Asked to explain what he means by the insurance industry facing a "hostile" environment, Cottrell says that it is not just the corporate scandals that are plaguing the insurance industry, although they are having a major impact on the entire financial services sector. "But insurers are also facing challenges on several other fronts," he says. "There are the losses from the past that insurers are still reeling from. There are the large losses that are coming from the horrific World Trade Center attacks. The asbestos situation is rearing its ugly head once more. The industry is coming under increasing scrutiny by the courts and by regulators in terms of policy wordings and market conduct. And capital investors are criticizing the insurance industry for not making enough money."

Cottrell stresses the fact that the insurance industry must find ways of attracting additional capital. "We need more capital in the industry to replace that which has been 'burnt' already," he says. "But the capital will be forthcoming only if we as insurance professionals can display the discipline and knowledge that investors demand from other areas of the financial services sectors."

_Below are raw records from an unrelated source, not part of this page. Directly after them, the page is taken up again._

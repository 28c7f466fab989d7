//! Star and planet parameter lookup.
//!
//! The mass-loss models only need validated [`SystemParameters`]; where they
//! come from (a remote archive, a local cache, a table in memory) is the
//! business of a [`SystemCatalog`] implementation.

use std::collections::HashMap;

use thiserror::Error;
use tracing::warn;
use uom::si::{f64::Length, length::astronomical_unit};

use crate::support::{
    system::{ParameterError, PlanetaryParameters, StellarParameters, SystemParameters},
    units::{earth_masses, earth_radii, gigayears, solar_masses, solar_radii},
};

/// A system could not be provided.
#[derive(Debug, Clone, PartialEq, Eq, Error)]
pub enum LookupError {
    #[error("no planet {planet:?} orbiting {star:?}")]
    NotFound { star: String, planet: String },

    /// The backing source failed or returned unusable data.
    #[error("catalog unavailable: {context}")]
    Unavailable { context: String },
}

/// Source of star and planet parameters keyed by name.
pub trait SystemCatalog {
    /// Looks up one planet and its host star.
    ///
    /// # Errors
    ///
    /// Returns [`LookupError::NotFound`] if the catalog has no such planet,
    /// or [`LookupError::Unavailable`] if the source could not be queried.
    fn lookup(&self, star: &str, planet: &str) -> Result<SystemParameters, LookupError>;
}

/// In-memory catalog.
///
/// Names are matched case-insensitively with surrounding whitespace ignored.
///
/// ```
/// use exoplanet_loss::support::catalog::{StaticCatalog, SystemCatalog};
///
/// let catalog = StaticCatalog::with_known_systems();
/// let system = catalog.lookup("Kepler-7", "b").unwrap();
/// assert!(system.planet.eccentricity() > 0.0);
/// assert!(catalog.lookup("Kepler-7", "c").is_err());
/// ```
#[derive(Debug, Clone, Default)]
pub struct StaticCatalog {
    systems: HashMap<(String, String), SystemParameters>,
}

impl StaticCatalog {
    #[must_use]
    pub fn new() -> Self {
        Self::default()
    }

    /// A catalog holding Kepler-7 b and the Sun–Earth system.
    #[must_use]
    pub fn with_known_systems() -> Self {
        let mut catalog = Self::new();
        for (star, planet, system) in known_systems() {
            catalog.insert(star, planet, system);
        }
        catalog
    }

    /// Adds or replaces a system.
    pub fn insert(&mut self, star: &str, planet: &str, system: SystemParameters) {
        self.systems.insert(key(star, planet), system);
    }

    /// `(star, planet)` names in the catalog, sorted.
    #[must_use]
    pub fn names(&self) -> Vec<(String, String)> {
        let mut names: Vec<_> = self.systems.keys().cloned().collect();
        names.sort();
        names
    }
}

impl SystemCatalog for StaticCatalog {
    fn lookup(&self, star: &str, planet: &str) -> Result<SystemParameters, LookupError> {
        self.systems
            .get(&key(star, planet))
            .copied()
            .ok_or_else(|| LookupError::NotFound {
                star: star.to_owned(),
                planet: planet.to_owned(),
            })
    }
}

fn key(star: &str, planet: &str) -> (String, String) {
    (star.trim().to_lowercase(), planet.trim().to_lowercase())
}

type Entry = (&'static str, &'static str, Result<SystemParameters, ParameterError>);

fn built_in_entries() -> [Entry; 2] {
    [
        (
            "Kepler-7",
            "b",
            system((1.78, 1.41, 3.5), (18.18, 140.0, 0.06067, 0.026)),
        ),
        ("Sun", "Earth", system((1.0, 1.0, 4.5), (1.0, 1.0, 1.0, 0.0167))),
    ]
}

/// Validated built-in entries. An entry that fails validation trips a debug
/// assertion and is logged and skipped in release builds.
fn known_systems() -> Vec<(&'static str, &'static str, SystemParameters)> {
    built_in_entries()
        .into_iter()
        .filter_map(|(star, planet, system)| {
            debug_assert!(system.is_ok(), "built-in system {star}/{planet}: {system:?}");
            system
                .inspect_err(|err| warn!(star, planet, %err, "skipping invalid built-in system"))
                .ok()
                .map(|system| (star, planet, system))
        })
        .collect()
}

/// Builds a system from conventional units: (R☉, M☉, Gyr) and (R⊕, M⊕, AU, e).
fn system(
    (star_radius, star_mass, star_age): (f64, f64, f64),
    (planet_radius, planet_mass, semi_major_axis, eccentricity): (f64, f64, f64, f64),
) -> Result<SystemParameters, ParameterError> {
    Ok(SystemParameters {
        star: StellarParameters::new(
            solar_radii(star_radius),
            solar_masses(star_mass),
            gigayears(star_age),
        )?,
        planet: PlanetaryParameters::new(
            earth_radii(planet_radius),
            earth_masses(planet_mass),
            Length::new::<astronomical_unit>(semi_major_axis),
            eccentricity,
        )?,
    })
}

#[cfg(test)]
mod tests {
    use super::*;

    use crate::support::units::{in_earth_radii, in_gigayears};

    #[test]
    fn serves_known_systems() {
        let catalog = StaticCatalog::with_known_systems();
        assert_eq!(catalog.names().len(), 2);

        let kepler = catalog.lookup("Kepler-7", "b").unwrap();
        assert!((in_earth_radii(kepler.planet.radius()) - 18.18).abs() < 1e-9);
        assert!((in_gigayears(kepler.star.age()) - 3.5).abs() < 1e-12);

        let earth = catalog.lookup("sun", " EARTH ").unwrap();
        assert_eq!(earth.planet.eccentricity(), 0.0167);
    }

    #[test]
    fn every_built_in_entry_is_valid() {
        for (star, planet, system) in built_in_entries() {
            assert!(system.is_ok(), "{star}/{planet}: {system:?}");
        }
        assert_eq!(known_systems().len(), built_in_entries().len());
    }

    #[test]
    fn unknown_planet_is_not_found() {
        let catalog = StaticCatalog::with_known_systems();
        assert_eq!(
            catalog.lookup("Kepler-7", "c"),
            Err(LookupError::NotFound {
                star: "Kepler-7".into(),
                planet: "c".into(),
            })
        );
    }

    #[test]
    fn insert_replaces_existing_entry() {
        let mut catalog = StaticCatalog::with_known_systems();
        let hotter = system((1.0, 1.0, 1.0), (1.0, 1.0, 0.5, 0.0)).unwrap();
        catalog.insert("SUN", "earth", hotter);
        assert_eq!(catalog.lookup("Sun", "Earth").unwrap(), hotter);
        assert_eq!(catalog.names().len(), 2);
    }
}
//! TOML configuration for `exoloss`.
//!
//! Every section is optional and values are in conventional units (km/s, AU,
//! Gyr). Missing keys take the library defaults.

use std::path::Path;

use exoplanet_loss::{
    models::mass_loss::MassLossConfig,
    support::{
        escape::{Efficiency, EnergyLimitedEscape},
        parker::{NewtonConfig, WindSolverConfig, WindVelocitySolver},
    },
};
use serde::{Deserialize, Serialize};
use uom::si::{f64::{Length, Velocity}, length::astronomical_unit, velocity::kilometer_per_second};

use crate::error::Result;

/// Application configuration.
#[derive(Clone, Debug, Serialize, Deserialize, Default, PartialEq)]
pub struct Config {
    #[serde(default)]
    pub escape: EscapeConfig,

    #[serde(default)]
    pub wind: WindConfig,

    #[serde(default)]
    pub integration: IntegrationConfig,
}

/// Photoevaporation settings.
#[derive(Clone, Debug, Serialize, Deserialize, PartialEq)]
pub struct EscapeConfig {
    #[serde(default = "default_efficiency")]
    pub efficiency: f64,

    #[serde(default)]
    pub roche_lobe_correction: bool,
}

impl Default for EscapeConfig {
    fn default() -> Self {
        Self {
            efficiency: default_efficiency(),
            roche_lobe_correction: false,
        }
    }
}

/// Parker wind solver settings.
#[derive(Clone, Debug, Serialize, Deserialize, PartialEq)]
pub struct WindConfig {
    #[serde(default = "default_initial_velocity")]
    pub initial_velocity_km_s: f64,

    #[serde(default = "default_inner_radius")]
    pub inner_radius_au: f64,

    #[serde(default = "default_outer_radius_factor")]
    pub outer_radius_factor: f64,

    #[serde(default = "default_sweep_points")]
    pub points: usize,

    #[serde(default = "default_band_fraction")]
    pub band_fraction: f64,

    #[serde(default = "default_guess_growth")]
    pub guess_growth: f64,

    #[serde(default = "default_max_attempts")]
    pub max_attempts: usize,

    #[serde(default = "default_newton_iters")]
    pub newton_max_iters: usize,

    #[serde(default = "default_newton_tolerance")]
    pub newton_tolerance: f64,
}

impl Default for WindConfig {
    fn default() -> Self {
        Self {
            initial_velocity_km_s: default_initial_velocity(),
            inner_radius_au: default_inner_radius(),
            outer_radius_factor: default_outer_radius_factor(),
            points: default_sweep_points(),
            band_fraction: default_band_fraction(),
            guess_growth: default_guess_growth(),
            max_attempts: default_max_attempts(),
            newton_max_iters: default_newton_iters(),
            newton_tolerance: default_newton_tolerance(),
        }
    }
}

/// Age window and integration grid settings.
#[derive(Clone, Debug, Serialize, Deserialize, PartialEq)]
pub struct IntegrationConfig {
    #[serde(default = "default_min_age")]
    pub min_age_gyr: f64,

    #[serde(default = "default_age_step")]
    pub age_step_gyr: f64,

    #[serde(default = "default_fine_grid_points")]
    pub fine_grid_points: usize,
}

impl Default for IntegrationConfig {
    fn default() -> Self {
        Self {
            min_age_gyr: default_min_age(),
            age_step_gyr: default_age_step(),
            fine_grid_points: default_fine_grid_points(),
        }
    }
}

// Default value functions
fn default_efficiency() -> f64 {
    0.3
}

fn default_initial_velocity() -> f64 {
    5.0
}

fn default_inner_radius() -> f64 {
    0.1
}

fn default_outer_radius_factor() -> f64 {
    1.5
}

fn default_sweep_points() -> usize {
    100
}

fn default_band_fraction() -> f64 {
    0.1
}

fn default_guess_growth() -> f64 {
    1.5
}

fn default_max_attempts() -> usize {
    20
}

fn default_newton_iters() -> usize {
    100
}

fn default_newton_tolerance() -> f64 {
    1e-10
}

fn default_min_age() -> f64 {
    0.01
}

fn default_age_step() -> f64 {
    0.1
}

fn default_fine_grid_points() -> usize {
    5000
}

impl Config {
    /// Loads `path` if given, otherwise returns the defaults.
    pub fn load(path: Option<&Path>) -> Result<Self> {
        match path {
            Some(path) => Self::load_from(path),
            None => {
                tracing::debug!("no config file given, using defaults");
                Ok(Self::default())
            }
        }
    }

    /// Load configuration from a specific path
    pub fn load_from(path: &Path) -> Result<Self> {
        let contents = std::fs::read_to_string(path)?;
        let config: Config = toml::from_str(&contents)?;
        tracing::info!("Loaded config from {:?}", path);
        Ok(config)
    }

    /// Wind solver built from the `[wind]` section.
    pub fn wind_solver(&self) -> WindVelocitySolver {
        let wind = &self.wind;
        let defaults = WindSolverConfig::default();
        WindVelocitySolver::new(WindSolverConfig {
            initial_guess: Velocity::new::<kilometer_per_second>(wind.initial_velocity_km_s),
            inner_radius: Length::new::<astronomical_unit>(wind.inner_radius_au),
            outer_radius_factor: wind.outer_radius_factor,
            points: wind.points,
            band_fraction: wind.band_fraction,
            guess_growth: wind.guess_growth,
            max_attempts: wind.max_attempts,
            newton: NewtonConfig {
                max_iters: wind.newton_max_iters,
                residual_tol: wind.newton_tolerance,
                ..defaults.newton
            },
        })
    }

    /// Model configuration; fails if the efficiency is out of range.
    pub fn mass_loss(&self) -> Result<MassLossConfig> {
        let efficiency = Efficiency::new(self.escape.efficiency)?;
        Ok(MassLossConfig {
            escape: EnergyLimitedEscape::new(efficiency)
                .with_roche_lobe_correction(self.escape.roche_lobe_correction),
            wind: self.wind_solver(),
            fine_grid_points: self.integration.fine_grid_points,
            ..MassLossConfig::default()
        })
    }
}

And that discipline must come from all areas of the insurance industry, says Cottrell. "Underwriters must be able to evaluate risk, in a technical and practical fashion. Brokers must be able to understand why insurance companies take certain measures and be able to communicate them to the client effectively. Our loss adjusters need to establish dialogues with both underwriters and brokers to ensure that we do not return to the practice of pulling the wheels off the truck in which we are hurtling down the freeway. All of these measures need to be implemented in an environment of cost-cutting and public scrutiny.

"One thing is certain," continues Cottrell. "The insurance business cannot continue being shocked by the fact that selling its services below cost leads to losses. This applies not only to the pricing of risk, but also to the charging of fees by brokers. Too often, we undervalue our services and this has inevitably led our clients to undervalue our services."

The good news is that PLUS stands ready to support and facilitate the changes needed through its education and networking opportunities, says Cottrell. "During this year, I intend to focus on three main areas--membership, chapter development and governance," he says. "The membership area needs to be studied in terms of how large PLUS potentially could be and what is the optimum size. We then need to explore these findings with our members and their employers. PLUS, as an organization, is composed of a number of regional chapters supported by PLUS centrally. We want to enhance the excellent work these chapters are already doing by providing more support in order to hold more events on a regional basis. The governance review is merely an attempt to be prudent stewards. We have an excellent organization and great people from our board who comprise the corporate governance review board--Dan Bailey, partner-attorney for Allianz USA; Sean Fitzpatrick, senior vice president of Chubb & Son; and Patrick Kelly, partner-in-charge, Los Angeles, for Wilson Elser Moskowitz Edelman and & Dicker. We want to keep our organization at the forefront of industry developments."

Cottrell says that the most recent PLUS annual meeting in Orlando was an unquestioned success. In so many ways, it reflected the very concerns that Cottrell believes need to be addressed by the insurance industry. One session was titled "Enron, WorldCom, Tyco and More: Financial Management and its Aftermath for Directors and Officers Liability." Another panel session looked at the rules that govern large law firms. "Are the rules changing?" was one of the questions asked of the panel. Still another session was titled "Accountants and Auditors: Regulating the Professional and Insuring the Risks Post-Enron," and that session looked at proposed legislative and regulatory changes affecting those who have a meaningful impact on corporate balance sheets.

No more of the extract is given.